We are living during times of economic uncertainty. If you suddenly find yourself unemployed, this insurance can be very beneficial.

Cons of MPI

Mortgage protection insurance has quite a narrow scope. It may be able to cover your mortgage expenses, but it may do so at the cost of other immediate financial needs.

More Cash Out of Pocket

The premium paid for the MPI is an added expense for you, particularly if you already have a life insurance policy. Hence, most people consider MPI as an optional insurance policy.

Limited Benefits in Some Cases

If you have almost paid out your mortgage, then getting MPI may not be worth your while. It’s better to save that money for retirement or an emergency fund.

Decreasing Death Benefit

The policy also has a declining payout.
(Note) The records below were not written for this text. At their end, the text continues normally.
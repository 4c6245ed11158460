//! Category 062, system track data.
//!
//! Items are kept as raw octets. The UAP below knows the length rules for
//! every item, which is enough to walk complete records.

use crate::bits;
use crate::error::DecodeError;
use crate::error::Result;
use crate::item::Context;
use crate::item::Format;
use crate::record::Category;
use crate::record::Record;

use serde::Serialize;

use std::fmt;

#[derive(Debug, Clone, Copy, PartialEq, Eq)]
pub struct Cat062;

/// The octets of one Category 062 item
#[derive(Clone, PartialEq, Eq, Serialize)]
pub struct Cat062Item {
    pub id: &'static str,
    pub data: Vec<u8>,
}

impl fmt::Debug for Cat062Item {
    fn fmt(&self, f: &mut fmt::Formatter<'_>) -> fmt::Result {
        write!(f, "{} {:02x?}", self.id, self.data)
    }
}

const I110: [Format; 7] = [
    Format::Fixed(1),
    Format::Fixed(4),
    Format::Fixed(6),
    Format::Fixed(2),
    Format::Fixed(2),
    Format::Fixed(1),
    Format::Fixed(1),
];

const I290: [Format; 10] = [
    Format::Fixed(1),
    Format::Fixed(1),
    Format::Fixed(1),
    Format::Fixed(1),
    Format::Fixed(2),
    Format::Fixed(1),
    Format::Fixed(1),
    Format::Fixed(1),
    Format::Fixed(1),
    Format::Fixed(1),
];

const I295: [Format; 31] = [Format::Fixed(1); 31];

const I340: [Format; 6] = [
    Format::Fixed(2),
    Format::Fixed(4),
    Format::Fixed(2),
    Format::Fixed(2),
    Format::Fixed(2),
    Format::Fixed(1),
];

const I380: [Format; 28] = [
    Format::Fixed(3),       // ADR
    Format::Fixed(6),       // ID
    Format::Fixed(2),       // MHG
    Format::Fixed(2),       // IAS
    Format::Fixed(2),       // TAS
    Format::Fixed(2),       // SAL
    Format::Fixed(2),       // FSS
    Format::Fixed(1),       // TIS
    Format::Repetitive(15), // TID
    Format::Fixed(2),       // COM
    Format::Fixed(2),       // SAB
    Format::Fixed(7),       // ACS
    Format::Fixed(2),       // BVR
    Format::Fixed(2),       // GVR
    Format::Fixed(2),       // RAN
    Format::Fixed(2),       // TAR
    Format::Fixed(2),       // TAN
    Format::Fixed(2),       // GSP
    Format::Fixed(1),       // VUN
    Format::Fixed(8),       // MET
    Format::Fixed(1),       // EMC
    Format::Fixed(6),       // POS
    Format::Fixed(2),       // GAL
    Format::Fixed(1),       // PUN
    Format::Repetitive(8),  // MB
    Format::Fixed(2),       // IAR
    Format::Fixed(2),       // MAC
    Format::Fixed(2),       // BPS
];

const I390: [Format; 18] = [
    Format::Fixed(2),      // TAG
    Format::Fixed(7),      // CSN
    Format::Fixed(4),      // IFI
    Format::Fixed(1),      // FCT
    Format::Fixed(4),      // TAC
    Format::Fixed(1),      // WTC
    Format::Fixed(4),      // DEP
    Format::Fixed(4),      // DST
    Format::Fixed(3),      // RDS
    Format::Fixed(2),      // CFL
    Format::Fixed(2),      // CTL
    Format::Repetitive(4), // TOD
    Format::Fixed(6),      // AST
    Format::Fixed(1),      // STS
    Format::Fixed(7),      // STD
    Format::Fixed(7),      // STA
    Format::Fixed(2),      // PEM
    Format::Fixed(7),      // PEC
];

const I500: [Format; 8] = [
    Format::Fixed(4),
    Format::Fixed(2),
    Format::Fixed(4),
    Format::Fixed(1),
    Format::Fixed(1),
    Format::Fixed(2),
    Format::Fixed(2),
    Format::Fixed(1),
];

const EXTENDED_ONE: Format = Format::Extended {
    primary: 1,
    secondary: 1,
};

/// UAP in FRN order, `None` for spare FRNs
const UAP: [Option<(&str, Format)>; 35] = [
    Some(("I062/010", Format::Fixed(2))),
    None,
    Some(("I062/015", Format::Fixed(1))),
    Some(("I062/070", Format::Fixed(3))),
    Some(("I062/105", Format::Fixed(8))),
    Some(("I062/100", Format::Fixed(6))),
    Some(("I062/185", Format::Fixed(4))),
    Some(("I062/210", Format::Fixed(2))),
    Some(("I062/060", Format::Fixed(2))),
    Some(("I062/245", Format::Fixed(7))),
    Some(("I062/380", Format::Compound(&I380))),
    Some(("I062/040", Format::Fixed(2))),
    Some(("I062/080", EXTENDED_ONE)),
    Some(("I062/290", Format::Compound(&I290))),
    Some(("I062/200", Format::Fixed(1))),
    Some(("I062/295", Format::Compound(&I295))),
    Some(("I062/136", Format::Fixed(2))),
    Some(("I062/130", Format::Fixed(2))),
    Some(("I062/135", Format::Fixed(2))),
    Some(("I062/220", Format::Fixed(2))),
    Some(("I062/390", Format::Compound(&I390))),
    Some(("I062/270", EXTENDED_ONE)),
    Some(("I062/300", Format::Fixed(1))),
    Some(("I062/110", Format::Compound(&I110))),
    Some(("I062/120", Format::Fixed(2))),
    Some((
        "I062/510",
        Format::Extended {
            primary: 3,
            secondary: 3,
        },
    )),
    Some(("I062/500", Format::Compound(&I500))),
    Some(("I062/340", Format::Compound(&I340))),
    None,
    None,
    None,
    None,
    None,
    Some(("I062/RE", Format::Explicit)),
    Some(("I062/SP", Format::Explicit)),
];

pub const FRN_TRACK_NUMBER: usize = 12;

impl Category for Cat062 {
    const CATEGORY: u8 = 62;
    const FRNS: usize = UAP.len();

    type Item = Cat062Item;

    fn decode_item(
        frn: usize,
        input: &[u8],
        offset: usize,
        ctx: &mut Context<'_>,
    ) -> Result<(Cat062Item, usize)> {
        let (id, format) = frn
            .checked_sub(1)
            .and_then(|index| UAP.get(index).copied().flatten())
            .ok_or(DecodeError::UndefinedItem {
                category: Cat062::CATEGORY,
                frn,
            })?;

        let data = format.slice(input, offset)?;
        ctx.field(id, "Octets", &format!("{:02x?}", data));

        let item = Cat062Item {
            id,
            data: data.to_vec(),
        };

        Ok((item, data.len()))
    }
}

impl Record<Cat062> {
    pub fn track_number(&self) -> Option<u16> {
        let item = self.item(FRN_TRACK_NUMBER)?;

        bits::read(&item.data, 0, 16).ok().map(|number| number as u16)
    }
}

#[cfg(test)]
mod test_record;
It means that with time, you will be paying the same amount of premium, but you’ll be getting less and less coverage as the mortgage pays itself off.

Lack of Flexibility

Although the death benefit can take the financial burden off your family, they may still be left with other expenses that they cannot afford, including medical bills and college tuition.

High Price

Mortgage protection insurance is more expensive than a traditional life insurance policy for a person who is in good health. Typically, the premium may be double that of a term life insurance plan.

How Much Does Mortgage Protection Insurance Usually Cost?

The cost of mortgage protection insurance varies and depends on such factors as:

  • Your age
  • Your occupation
  • Geographical location
  • Policy coverage and duration

In most cases, the younger you are and the smaller the policy coverage, the less you will have to pay.

Mortgage protection insurance providers may charge you premiums as low as $5.5 per month for policies between $50,000 and $350,000. However, premiums can also be as high as $75 per month.

Moreover, the average cost of mortgage protection insurance is often twice higher than a traditional term life policy.

Is It Worth Getting Mortgage Protection Insurance?

If you have frequent health issues or you are a senior citizen, it can be difficult to get a good life insurance policy at affordable rates. That’s when mortgage protection insurance can be your best and even only option. To find the right policy that matches your needs, you should research the best mortgage protection insurance companies. 

However, before you do that, you must look at traditional term life insurance policies first. A term life policy can provide you more bang for your buck than MPI. It can offer you more flexibility by allowing you to choose your policy length and the coverage amount. It may also be cheaper than mortgage protection insurance. Therefore, it is worth comparing term life insurance and mortgage protection insurance quotes to see which of them is the best value for your money.

FAQs

Is mortgage protection the same as life insurance?

Mortgage protection insurance and life insurance policies have several differences. Mortgage protection insurance is designed specifically to pay off the mortgage in case of the policyholder’s death. The payout is sent directly to the lender rather than the beneficiaries. In addition, since your mortgage will decrease over time, the death benefit will also decrease, but the premiums will stay the same.

By contrast, a life insurance policy is designed to provide financial independence to your beneficiaries. Since the death benefit goes directly to the beneficiaries, they can use it to pay various expenses, including mortgage payments. Hence, a life insurance policy is more flexible, offering financial freedom to the beneficiaries.

What is mortgage protection insurance, and how does it work?

Mortgage protection insurance is a kind of insurance policy that pays off your mortgage in case of your death. Unlike life insurance, the beneficiary here is the lender. Therefore, the lender receives all the payout. 

Should I take out mortgage protection insurance?

It really depends on your circumstances. Since mortgage protection insurance can be used only to pay off the mortgage, most people prefer a traditional life insurance policy that offers them more flexibility to use the death benefit as they wish.

However, suppose you cannot buy a term life insurance policy because of age or health issues. In that case, mortgage protection insurance can at least provide you coverage to pay off the balance on your home in case of your death.